My father wandered further away from home, and eventually bled so much he could no longer stand up. Nearby a group of people was having a family gathering. One of the ladies there saw my father’s plight. Because of the occasion, she was dressed in her finest clothes. My father was covered with blood and dirt, but that didn’t make any difference to that lady. Here was another human being who needed help and needed it now. She scooped him up and took him back to her family gathering.
In today’s world, ruining her clothes may not seem like much. But in those days, the average family owned two sets of clothes: one for “every day” and one for dressing up.
She and her relatives worked on my father until they got the nosebleed stopped. They used their valuable ice on him — ice they wouldn’t have had, if not for the party. It was far too expensive in those days.

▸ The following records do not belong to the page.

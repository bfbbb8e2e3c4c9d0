//! Domain-specific error types following panic-free policy.

use thiserror::Error;

/// Errors that can occur in domain operations.
#[derive(Error, Debug, Clone, PartialEq)]
pub enum DomainError {
    /// Invalid field value
    #[error("Invalid {field}: {value} (expected {expected})")]
    InvalidFieldValue {
        field: String,
        value: String,
        expected: String,
    },

    /// Parse error for incoming data
    #[error("Failed to parse {field}: {reason}")]
    ParseError { field: String, reason: String },
}

/// Result type for domain operations.
pub type DomainResult<T> = Result<T, DomainError>;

After stopping his bleeding, they washed him up, by which time he was barely conscious. While rendering first aid, this lady inquired where my father lived. Having already interrupted her family party to help him, she took this frail little boy in her arms and began to carry him home.
It was a couple miles to my father’s house. By now, my grandmother was worried, and looking for him. My grandmother met her part way, then rushed home with her son in her arms.
The lady who rushed to my father’s aid was black, and in those days could have gotten into trouble for going into the white neighborhood. Not while carrying a white boy home, but on her way back without him.
Had my father bled to death on that hot Indiana day so many years ago, I wouldn’t be here. The rest of my family and I are in that lady’s debt still, over a century later.